Étiquette : Belgique


  • Florence Noël, Solombre

    par Angèle Paoli

    Florence Noël, Solombre,
    éditions Le Taillis Pré, 6200 Châtelineau, Belgique, 2019.
    Frontispice de Pierre Gaudu.



    Lecture d’Angèle Paoli




    « LA CÉDILLE DU ÇA »




    Solombre. Serait-ce, inconnu, le toponyme d’un pays oublié ? Celui d’une région perdue dans les ombrés des cartes ? Ou peut-être la dénomination d’un espace de solitude, intime et intérieur ? Solombre.
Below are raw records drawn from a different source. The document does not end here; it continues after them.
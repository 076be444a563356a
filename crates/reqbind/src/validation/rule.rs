// File: src/validation/rule.rs
// Purpose: Field rules and the value types they cast to

use crate::request_context::Location;
use crate::value::Value;
use chrono::{DateTime, NaiveDate, NaiveDateTime};
use std::fmt;
use std::sync::Arc;

/// Fallible unary function applied to a present raw value
pub type Transform = Arc<dyn Fn(&Value) -> Result<Value, String> + Send + Sync>;

/// Accepted text layouts for the datetime cast, tried in order after RFC 3339
const DATETIME_FORMATS: &[&str] = &["%Y-%m-%dT%H:%M:%S%.f", "%Y-%m-%d %H:%M:%S%.f"];
const DATE_FORMAT: &str = "%Y-%m-%d";

/// Target of a rule's cast. Its tag doubles as the catalog key for type errors.
#[derive(Debug, Clone, Copy, PartialEq, Eq, Hash)]
pub enum ValueType {
    String,
    Integer,
    Float,
    DateTime,
}

impl ValueType {
    pub fn tag(&self) -> &'static str {
        match self {
            ValueType::String => "string",
            ValueType::Integer => "integer",
            ValueType::Float => "float",
            ValueType::DateTime => "datetime",
        }
    }

    /// Coerce `value` into this type
    pub fn cast(&self, value: &Value) -> Option<Value> {
        match self {
            ValueType::String => Some(Value::String(value.to_display_string())),
            ValueType::Integer => cast_integer(value).map(Value::Integer),
            ValueType::Float => cast_float(value).map(Value::Float),
            ValueType::DateTime => cast_datetime(value).map(Value::DateTime),
        }
    }
}

impl fmt::Display for ValueType {
    fn fmt(&self, f: &mut fmt::Formatter<'_>) -> fmt::Result {
        f.write_str(self.tag())
    }
}

fn cast_integer(value: &Value) -> Option<i64> {
    match value {
        Value::Integer(n) => Some(*n),
        Value::Float(n) => {
            let whole = n.trunc();
            // 2^63 is exactly representable; anything at or past it overflows
            (whole >= i64::MIN as f64 && whole < i64::MAX as f64).then_some(whole as i64)
        }
        Value::Bool(b) => Some(i64::from(*b)),
        Value::String(s) => s.trim().parse().ok(),
        _ => None,
    }
}

fn cast_float(value: &Value) -> Option<f64> {
    match value {
        Value::Integer(n) => Some(*n as f64),
        Value::Float(n) => Some(*n),
        Value::Bool(b) => Some(if *b { 1.0 } else { 0.0 }),
        Value::String(s) => s.trim().parse().ok(),
        _ => None,
    }
}

fn cast_datetime(value: &Value) -> Option<NaiveDateTime> {
    match value {
        Value::DateTime(dt) => Some(*dt),
        Value::String(s) => parse_datetime(s.trim()),
        _ => None,
    }
}

/// Parse the datetime layouts accepted from requests
pub fn parse_datetime(text: &str) -> Option<NaiveDateTime> {
    if let Ok(dt) = DateTime::parse_from_rfc3339(text) {
        return Some(dt.naive_local());
    }
    DATETIME_FORMATS
        .iter()
        .find_map(|fmt| NaiveDateTime::parse_from_str(text, fmt).ok())
        .or_else(|| {
            NaiveDate::parse_from_str(text, DATE_FORMAT)
                .ok()
                .and_then(|date| date.and_hms_opt(0, 0, 0))
        })
}

/// How one named argument is read, checked and coerced
#[derive(Clone)]
pub struct FieldRule {
    pub name: String,
    pub required: bool,
    pub location: Location,
    pub transform: Option<Transform>,
    pub cast: Option<ValueType>,
    /// Catalog code reported when `transform` fails
    pub code: String,
    /// Replaces the catalog message for transform and required errors
    pub message: Option<String>,
}

impl fmt::Debug for FieldRule {
    fn fmt(&self, f: &mut fmt::Formatter<'_>) -> fmt::Result {
        f.debug_struct("FieldRule")
            .field("name", &self.name)
            .field("required", &self.required)
            .field("location", &self.location)
            .field("transform", &self.transform.is_some())
            .field("cast", &self.cast)
            .field("code", &self.code)
            .field("message", &self.message)
            .finish()
    }
}

impl FieldRule {
    /// Optional argument read from `location`, reporting `input-entry-type`
    /// when a transform rejects it
    pub fn new(name: impl Into<String>, location: Location) -> Self {
        Self {
            name: name.into(),
            required: false,
            location,
            transform: None,
            cast: None,
            code: crate::catalog::codes::INPUT_ENTRY_TYPE.to_string(),
            message: None,
        }
    }

    pub fn query(name: impl Into<String>) -> Self {
        Self::new(name, Location::Query)
    }

    pub fn json(name: impl Into<String>) -> Self {
        Self::new(name, Location::Json)
    }

    pub fn form(name: impl Into<String>) -> Self {
        Self::new(name, Location::Form)
    }

    pub fn required(mut self) -> Self {
        self.required = true;
        self
    }

    pub fn is_required(mut self, required: bool) -> Self {
        self.required = required;
        self
    }

    pub fn transform<F>(mut self, f: F) -> Self
    where
        F: Fn(&Value) -> Result<Value, String> + Send + Sync + 'static,
    {
        self.transform = Some(Arc::new(f));
        self
    }

    /// Use an already shared transform
    pub fn transform_with(mut self, transform: Transform) -> Self {
        self.transform = Some(transform);
        self
    }

    pub fn cast(mut self, value_type: ValueType) -> Self {
        self.cast = Some(value_type);
        self
    }

    pub fn code(mut self, code: impl Into<String>) -> Self {
        self.code = code.into();
        self
    }

    pub fn message(mut self, message: impl Into<String>) -> Self {
        self.message = Some(message.into());
        self
    }
}
// File: src/validation/validators.rs
// Purpose: Ready-made transforms for field rules

use super::rule::{parse_datetime, Transform};
use crate::value::Value;
use chrono::{NaiveDate, NaiveDateTime};
use once_cell::sync::Lazy;
use regex::Regex;
use std::sync::Arc;

// Email validation regex
static EMAIL_REGEX: Lazy<Regex> = Lazy::new(|| {
    Regex::new(r"^[a-zA-Z0-9._%+-]+@[a-zA-Z0-9.-]+\.[a-zA-Z]{2,}$").unwrap()
});

// URL validation regex
static URL_REGEX: Lazy<Regex> = Lazy::new(|| {
    Regex::new(r"^https?://[^\s/$.?#].[^\s]*$").unwrap()
});

fn from_fn<F>(f: F) -> Transform
where
    F: Fn(&Value) -> Result<Value, String> + Send + Sync + 'static,
{
    Arc::new(f)
}

fn text(value: &Value) -> Result<&str, String> {
    value
        .as_str()
        .ok_or_else(|| format!("expected text, got {}", value.to_display_string()))
}

/// Validate email format
pub fn is_valid_email(email: &str) -> bool {
    EMAIL_REGEX.is_match(email)
}

/// Validate URL format
pub fn is_valid_url(url: &str) -> bool {
    URL_REGEX.is_match(url)
}

/// Trim surrounding whitespace from text values; other values pass through
pub fn trimmed() -> Transform {
    from_fn(|value| match value {
        Value::String(s) => Ok(Value::String(s.trim().to_string())),
        other => Ok(other.clone()),
    })
}

/// Accept well-formed email addresses, lowercased
pub fn email() -> Transform {
    from_fn(|value| {
        let email = text(value)?;
        if is_valid_email(email) {
            Ok(Value::String(email.to_lowercase()))
        } else {
            Err(format!("invalid email: {}", email))
        }
    })
}

/// Accept http(s) URLs
pub fn url() -> Transform {
    from_fn(|value| {
        let url = text(value)?;
        if is_valid_url(url) {
            Ok(value.clone())
        } else {
            Err(format!("invalid url: {}", url))
        }
    })
}

/// Accept text matching `pattern`. An invalid pattern rejects every value.
pub fn matches(pattern: &str) -> Transform {
    let regex = Regex::new(pattern).map_err(|e| e.to_string());
    from_fn(move |value| {
        let regex = regex.as_ref().map_err(|e| e.clone())?;
        let s = text(value)?;
        if regex.is_match(s) {
            Ok(value.clone())
        } else {
            Err(format!("`{}` does not match `{}`", s, regex.as_str()))
        }
    })
}

/// Accept numbers (or numeric text) greater than zero
pub fn positive() -> Transform {
    from_fn(|value| {
        let n = match value {
            Value::Integer(n) => *n as f64,
            Value::Float(n) => *n,
            Value::String(s) => s.trim().parse::<f64>().map_err(|e| e.to_string())?,
            other => return Err(format!("not a number: {}", other.to_display_string())),
        };
        if n > 0.0 {
            Ok(value.clone())
        } else {
            Err(format!("{} is not positive", n))
        }
    })
}

/// Accept whole numbers (or integer text) greater than zero, binding an integer
pub fn positive_integer() -> Transform {
    from_fn(|value| {
        let n = match value {
            Value::Integer(n) => *n,
            Value::String(s) => s.trim().parse::<i64>().map_err(|e| e.to_string())?,
            other => return Err(format!("not an integer: {}", other.to_display_string())),
        };
        if n > 0 {
            Ok(Value::Integer(n))
        } else {
            Err(format!("{} is not positive", n))
        }
    })
}

/// Accept one of a fixed set of text values
pub fn one_of(choices: &[&str]) -> Transform {
    let choices: Vec<String> = choices.iter().map(|c| c.to_string()).collect();
    from_fn(move |value| {
        let s = text(value)?;
        if choices.iter().any(|c| c == s) {
            Ok(value.clone())
        } else {
            Err(format!("`{}` is not one of {:?}", s, choices))
        }
    })
}

/// Parse text with a chrono format string into a datetime.
/// Date-only formats are accepted and bind to midnight.
pub fn date_format(format: &str) -> Transform {
    let format = format.to_string();
    from_fn(move |value| {
        let s = text(value)?;
        match NaiveDateTime::parse_from_str(s, &format) {
            Ok(dt) => Ok(Value::DateTime(dt)),
            Err(err) => NaiveDate::parse_from_str(s, &format)
                .ok()
                .and_then(|d| d.and_hms_opt(0, 0, 0))
                .map(Value::DateTime)
                .ok_or_else(|| err.to_string()),
        }
    })
}

/// Parse any of the datetime layouts the datetime cast accepts
pub fn datetime() -> Transform {
    from_fn(|value| match value {
        Value::DateTime(_) => Ok(value.clone()),
        _ => {
            let s = text(value)?;
            parse_datetime(s.trim())
                .map(Value::DateTime)
                .ok_or_else(|| format!("invalid datetime: {}", s))
        }
    })
}
// File: src/validation/mod.rs
// Purpose: Rule registry, binding engine and business helpers

pub mod business;
pub mod filters;
pub mod rule;
pub mod session;
pub mod validators;

pub use business::{days_in_month, month_window, END_DATE, START_DATE};
pub use filters::{Filter, FILTER_PARAM};
pub use rule::{parse_datetime, FieldRule, Transform, ValueType};
pub use session::{BoundData, Clock, ValidationSession};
La désignation d’un espace onirique, un lieu en demi-teinte, une pénombre, un chiaroscuro ? Mi-ombre mi-soleil. « [M]i-neige et nuit de moitié ». Un lieu de contraste violent, tout aussi bien, livré à l’oxymore, tel que le suggère le poète Octavio Paz dans quelques vers d’Expiration :

    Soleil de l’ombre Solombre aveuglante

    [Sol de sombra Solombra cegadora]

    Mes yeux vont enfin voir l’inentrevu

    Ce qu’ils perçurent sans le percevoir

    Le verso des visions et la vue.

    Solombre. Un titre choisi par Florence Noël, en écho à Octavio Paz que la poète cite dans l’épigraphe de son dernier recueil. Dans le sillage d’Octavio Paz, la poète tente de débusquer ce qui s’éclipse à la vue, ne serait-ce que l’espace d’un instant ou le temps d’un poème. Fixer l’image saisie sur le vif. Formes mouvements rumeurs couleurs, glyphes et paraphes inscrits sur la page. Impalpables et fuyants comme les frimas ou les flocons de neige. Des tableaux de genre d’où émergent, mystérieux et noyés de brumes hivernales, ces paysages de novembre, balayés de bourrasques, paysages du Plat Pays traversés par les vents du Nord. Mer terres et ciels s’agrègent sur des horizons effilochés de pluies. Paysages d’un autre temps, médiéval peut-être, un temps de mémoire pour dire le passage du temps, de la vie à la mort. Nuit cloches fleuves. Parfois surgit une ombre, la silhouette d’un homme seul traversant les champs à cheval, longeant des routes silencieuses. Il est là, dès le poème d’ouverture, qui chevauche : « c’est l’homme avançant vers sa mort / mourant aux autres… ». Et la lectrice que je suis va l’amble à ses côtés, certaine de chevaucher dans des contrées similaires à celles des toiles de Brueghel, paysages bleuis de neige :

    « tantôt la nuit éteint son aile

    arase les labours ridés d’argent

    une corneille y craque

    le silence

    entrouvre le noir

    grisé de sel

    des fossés friment la mort

    là dort l’appétit

    d’une nuit sans pareille ».

    La nuit, tout au long de cette première section — car il y en a une seconde, intitulée « Fourbure » —, la nuit égrène sa présence. Fuites et ressacs, déferlements. Le leitmotiv sillonne ses flux, ses efflorescences. D’un poème à l’autre. Et livre sa part d’ombre et sa part de plaintes. « La nuit fuit » / « la nuit reflue » / « la nuit s’étiole » / « les nuits nubiles »… La nuit dans ses extravagances, la nuit et ses excès :

    « fastueuse nuit

    terrassière sous

    la lame d’une lune

    revenue des enfers ».

    Pourvoyeuse de « matin noir », l’aube parfois point, qui fait « effraction » sous les « portes closes ». Sombres, les images de novembre sont marquées du sceau de visions douloureuses, solitude et deuil, doléances mordues de silence. « [N]uits rompues par fuites / et ferments. » La poète à l’affût s’arrime au déroulé de « l’heure blanche », avide de ses menus mystères ; elle interroge le « dire la rage lente des feuilles / pour déchirer leur pulpe ». Derrière ces dits de givre se glisse cet autre que l’on attend. L’« homme revenu / des confins » ; l’amant au « pelage/albinos ». Le « tu » vacille, d’elle à lui ou d’elle à elle :

    « tu dis c’est l’heure jaune ».

    Ou encore

    « c’est le jaune de l’heure que tu cherches ».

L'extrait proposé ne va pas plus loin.